CAROLINA BEACH—On a summer day earlier in the year, a white home with a red roof appeared in a Carolina Beach marina.
It sat on a barge in the water, secured in a slip, in front of homes in the Oceana subdivision. As it obstructed the waterfront view of homeowners, it immediately stirred controversy and became a topic of conversation among the islanders.
Neighbors of the Oceana Owners and Oceana Marina associations submitted a violation complaint June 26 to the town about the house in Carolina Beach Yacht Club and Marina.
While the town approves of liveaboards at marinas, its current harbor and marina ordinance prohibits floating homes — the definition of which is “a house built on a floating platform without means of propulsion.”
That last part, “without means of propulsion,” is crucial.
When investigating the complaint, the town staff found the structure on the barge actually met the definition of a boat, not a floating home.
“We went out there,” said town planning and development director Jeremy Hardison “They put two outboard motors on the back of it and cranked those up and it propelled through the water.. They took it from the dock, then they steered it back.”
It was also registered as a vessel through the N.C. Wildlife Resources Commission.
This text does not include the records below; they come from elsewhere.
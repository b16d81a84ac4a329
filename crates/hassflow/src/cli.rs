//! Clap derive structures for the `hassflow` CLI.
//!
//! Defines the command tree, global flags, and shared types.

use std::path::PathBuf;

use clap::{Args, Parser, Subcommand, ValueEnum};

// ── Top-Level CLI ────────────────────────────────────────────────────

/// hassflow -- watch and drive Home Assistant entities
#[derive(Debug, Parser)]
#[command(
    name = "hassflow",
    version,
    about = "Watch and drive Home Assistant entities from the command line",
    long_about = "Query entity state, stream edge-triggered changes, and call services\n\
        on a Home Assistant instance over its WebSocket API.",
    propagate_version = true,
    subcommand_required = true,
    arg_required_else_help = true
)]
pub struct Cli {
    #[command(flatten)]
    pub global: GlobalOpts,

    #[command(subcommand)]
    pub command: Command,
}

// ── Global Options ───────────────────────────────────────────────────

#[derive(Debug, Args)]
pub struct GlobalOpts {
    /// Instance profile to use
    #[arg(long, short = 'p', env = "HASSFLOW_PROFILE", global = true)]
    pub profile: Option<String>,

    /// Home Assistant URL (overrides profile)
    #[arg(long, short = 'u', env = "HASSFLOW_URL", global = true)]
    pub url: Option<String>,

    /// Long-lived access token
    #[arg(long, env = "HASSFLOW_TOKEN", global = true, hide_env_values = true)]
    pub token: Option<String>,

    /// Entity/service definitions file (TOML)
    #[arg(long, short = 'd', env = "HASSFLOW_DEFINITIONS", global = true)]
    pub definitions: Option<PathBuf>,

    /// Output format
    #[arg(
        long,
        short = 'o',
        env = "HASSFLOW_OUTPUT",
        default_value = "table",
        global = true
    )]
    pub output: OutputFormat,

    /// When to use color output
    #[arg(long, default_value = "auto", global = true)]
    pub color: ColorMode,

    /// Increase verbosity (-v, -vv, -vvv)
    #[arg(long, short = 'v', action = clap::ArgAction::Count, global = true)]
    pub verbose: u8,

    /// Suppress non-error output
    #[arg(long, short = 'q', global = true)]
    pub quiet: bool,

    /// Accept self-signed TLS certificates (REST only)
    #[arg(long, short = 'k', env = "HASSFLOW_INSECURE", global = true)]
    pub insecure: bool,

    /// Connection and request timeout in seconds
    #[arg(long, env = "HASSFLOW_TIMEOUT", global = true)]
    pub timeout: Option<u64>,
}

// ── Output & Color Enums ─────────────────────────────────────────────

#[derive(Debug, Clone, ValueEnum)]
pub enum OutputFormat {
    /// Pretty table (default, interactive)
    Table,
    /// Pretty-printed JSON
    Json,
    /// Compact single-line JSON
    JsonCompact,
    /// YAML
    Yaml,
    /// Plain text, one value per line (scripting)
    Plain,
}

#[derive(Debug, Clone, ValueEnum)]
pub enum ColorMode {
    /// Auto-detect (color if terminal is interactive)
    Auto,
    /// Always emit color codes
    Always,
    /// Never emit color codes
    Never,
}

// ── Top-Level Command Enum ───────────────────────────────────────────

#[derive(Debug, Subcommand)]
pub enum Command {
    /// Check that the instance is reachable and the token is accepted
    Check,

    /// List entity states
    #[command(alias = "ls")]
    States(StatesArgs),

    /// Show one entity (or one of its attributes)
    Get(GetArgs),

    /// Stream state or attribute changes until interrupted
    #[command(alias = "w")]
    Watch(WatchArgs),

    /// Call a service ("domain.service")
    Call(CallArgs),

    /// Manage CLI configuration and profiles
    Config(ConfigArgs),

    /// Generate shell completions
    Completions(CompletionsArgs),
}

// ── Entity commands ──────────────────────────────────────────────────

#[derive(Debug, Args)]
pub struct StatesArgs {
    /// Only entities of this domain (e.g., "light")
    #[arg(long)]
    pub domain: Option<String>,
}

#[derive(Debug, Args)]
pub struct GetArgs {
    /// Entity id (e.g., "sensor.living_room_temperature")
    pub entity: String,

    /// Print a single attribute instead of the whole entity
    #[arg(long, short = 'a')]
    pub attr: Option<String>,

    /// Read from the snapshot before the latest update
    #[arg(long)]
    pub previous: bool,
}

#[derive(Debug, Args)]
pub struct WatchArgs {
    /// Entity ids to watch
    #[arg(required = true, num_args = 1..)]
    pub entities: Vec<String>,

    /// Watch this attribute instead of the state
    #[arg(long, short = 'a')]
    pub attr: Option<String>,
}

#[derive(Debug, Args)]
pub struct CallArgs {
    /// Service id, "domain.service" (e.g., "light.turn_on")
    pub action: String,

    /// Service data as a JSON object
    #[arg(long)]
    pub data: Option<String>,

    /// Target entity id (repeatable)
    #[arg(long, short = 'e')]
    pub entity: Vec<String>,

    /// Target area id (repeatable)
    #[arg(long)]
    pub area: Vec<String>,

    /// Target device id (repeatable)
    #[arg(long)]
    pub device: Vec<String>,
}

// ── Config ───────────────────────────────────────────────────────────

#[derive(Debug, Args)]
pub struct ConfigArgs {
    #[command(subcommand)]
    pub command: ConfigCommand,
}

#[derive(Debug, Subcommand)]
pub enum ConfigCommand {
    /// Display current configuration (tokens masked)
    Show,

    /// Print the config file location
    Path,

    /// List configured profiles
    Profiles,

    /// Add or replace a profile
    Init {
        /// Profile name
        #[arg(long, default_value = "default")]
        name: String,

        /// Instance base URL
        #[arg(long)]
        instance_url: String,

        /// Environment variable holding the token
        #[arg(long)]
        token_env: Option<String>,

        /// Definitions file for this profile
        #[arg(long)]
        definitions_file: Option<PathBuf>,

        /// Make this the default profile
        #[arg(long)]
        make_default: bool,
    },
}

#[derive(Debug, Args)]
pub struct CompletionsArgs {
    /// Shell to generate completions for
    pub shell: clap_complete::Shell,
}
Four months later, the Town of Carolina Beach is trying to close the “loophole” in its zoning ordinance by prohibiting “floating structures,” rather than “floating homes.” The action should prevent a second house on a barge from traveling down the waterway one day and docking in the beach town.
The town council is expected to take action at its Nov. 10 meeting at 6:30 p.m. Its planning and zoning commission has unanimously recommended adding the language to ban floating structures, following a public hearing last month during which no one requested to speak.
The proposed language defines a floating structure as “a barge-like structure, that is not used as a means of transportation on water but which serves purposes or provides services typically associated with a structure on or other improvement to real property used for human habitation or commerce.”
“Whether they’re a floating home or someone wants to use for commercial purposes or commerce, regardless, they would be prohibited,” Hardison said.
Under the drafted language, a structure could also not classify as a floating structure because it has the capability to move in the water or is registered as a vessel.
Still, the house that currently stands would be grandfathered in. Only if it moved could the town enforce its new regulations onto the structure and forbid it from returning. However, it seems the home will be there long term. Hardison said the owners of the marina expressed they plan to live in it when they’re in town.
The town staff is concerned there could be a growing interest in these types of floating structures in the future. As lots become scarce and more expensive, it is a potential alternative to housing in the area.
Hardison also envisioned entire docks being dedicated to these types of houses on barges. “You could put these on Airbnb and you would have no problem renting them out,” he added.
Olin Furr of Oceana, who signed the original complaint from June, said Friday, “Hopefully, they’ll get them banned, but we’ll have to wait. The town will have to make those decisions.”
He declined to comment further.
The owner of the marina also declined to comment.